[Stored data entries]

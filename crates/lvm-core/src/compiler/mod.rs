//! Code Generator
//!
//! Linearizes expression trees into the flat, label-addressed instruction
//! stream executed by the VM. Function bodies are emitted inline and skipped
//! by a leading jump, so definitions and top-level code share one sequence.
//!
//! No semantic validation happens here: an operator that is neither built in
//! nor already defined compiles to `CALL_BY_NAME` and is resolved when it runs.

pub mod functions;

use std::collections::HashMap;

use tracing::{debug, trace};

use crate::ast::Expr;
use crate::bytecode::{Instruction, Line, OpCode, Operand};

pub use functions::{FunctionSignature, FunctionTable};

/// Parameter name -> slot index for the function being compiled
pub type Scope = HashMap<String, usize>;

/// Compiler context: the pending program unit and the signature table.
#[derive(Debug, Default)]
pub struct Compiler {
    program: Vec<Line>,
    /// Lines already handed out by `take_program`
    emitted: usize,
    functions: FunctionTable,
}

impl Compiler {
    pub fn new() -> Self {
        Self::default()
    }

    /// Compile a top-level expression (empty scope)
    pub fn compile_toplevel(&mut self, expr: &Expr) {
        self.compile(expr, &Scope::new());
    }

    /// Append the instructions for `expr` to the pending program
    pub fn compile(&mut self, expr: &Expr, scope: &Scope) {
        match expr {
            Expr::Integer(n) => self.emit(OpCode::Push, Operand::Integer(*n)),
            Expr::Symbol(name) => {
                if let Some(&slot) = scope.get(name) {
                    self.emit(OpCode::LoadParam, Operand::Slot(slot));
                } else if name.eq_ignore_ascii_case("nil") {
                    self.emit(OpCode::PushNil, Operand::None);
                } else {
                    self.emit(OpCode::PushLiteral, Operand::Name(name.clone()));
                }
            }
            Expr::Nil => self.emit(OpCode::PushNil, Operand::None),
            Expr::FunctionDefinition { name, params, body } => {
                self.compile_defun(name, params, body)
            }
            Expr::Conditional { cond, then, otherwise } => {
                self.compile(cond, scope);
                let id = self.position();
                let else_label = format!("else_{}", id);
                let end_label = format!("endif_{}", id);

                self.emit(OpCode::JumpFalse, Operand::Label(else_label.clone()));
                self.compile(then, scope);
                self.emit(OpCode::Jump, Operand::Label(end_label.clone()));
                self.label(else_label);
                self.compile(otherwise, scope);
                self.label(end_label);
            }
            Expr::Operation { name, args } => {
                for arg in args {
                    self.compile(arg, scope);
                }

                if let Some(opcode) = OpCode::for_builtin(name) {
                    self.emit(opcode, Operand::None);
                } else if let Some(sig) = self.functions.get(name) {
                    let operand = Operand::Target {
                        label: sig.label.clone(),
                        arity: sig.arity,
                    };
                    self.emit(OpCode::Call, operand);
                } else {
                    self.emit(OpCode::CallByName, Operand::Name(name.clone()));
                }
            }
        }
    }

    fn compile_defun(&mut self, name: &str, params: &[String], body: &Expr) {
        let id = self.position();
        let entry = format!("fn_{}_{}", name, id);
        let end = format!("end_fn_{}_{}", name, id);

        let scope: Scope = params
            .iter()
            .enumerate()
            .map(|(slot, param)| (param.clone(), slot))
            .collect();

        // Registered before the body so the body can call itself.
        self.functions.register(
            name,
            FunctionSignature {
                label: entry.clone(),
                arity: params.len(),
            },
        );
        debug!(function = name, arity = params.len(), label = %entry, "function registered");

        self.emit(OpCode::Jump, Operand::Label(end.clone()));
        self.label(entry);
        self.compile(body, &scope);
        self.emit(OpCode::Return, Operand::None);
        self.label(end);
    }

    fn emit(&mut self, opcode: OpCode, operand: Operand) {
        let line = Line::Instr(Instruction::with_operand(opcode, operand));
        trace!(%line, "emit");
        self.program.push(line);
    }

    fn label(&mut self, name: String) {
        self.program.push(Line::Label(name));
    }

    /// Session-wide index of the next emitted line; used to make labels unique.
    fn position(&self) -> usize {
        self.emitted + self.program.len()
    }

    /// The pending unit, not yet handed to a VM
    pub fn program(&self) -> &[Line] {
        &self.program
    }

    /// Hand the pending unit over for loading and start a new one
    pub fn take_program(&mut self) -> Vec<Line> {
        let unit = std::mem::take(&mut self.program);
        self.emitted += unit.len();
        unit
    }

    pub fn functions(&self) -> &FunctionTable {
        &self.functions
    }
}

- Assignment
Only the number is wanted: how many lines above include the word "entry"?

- Exercise answer
4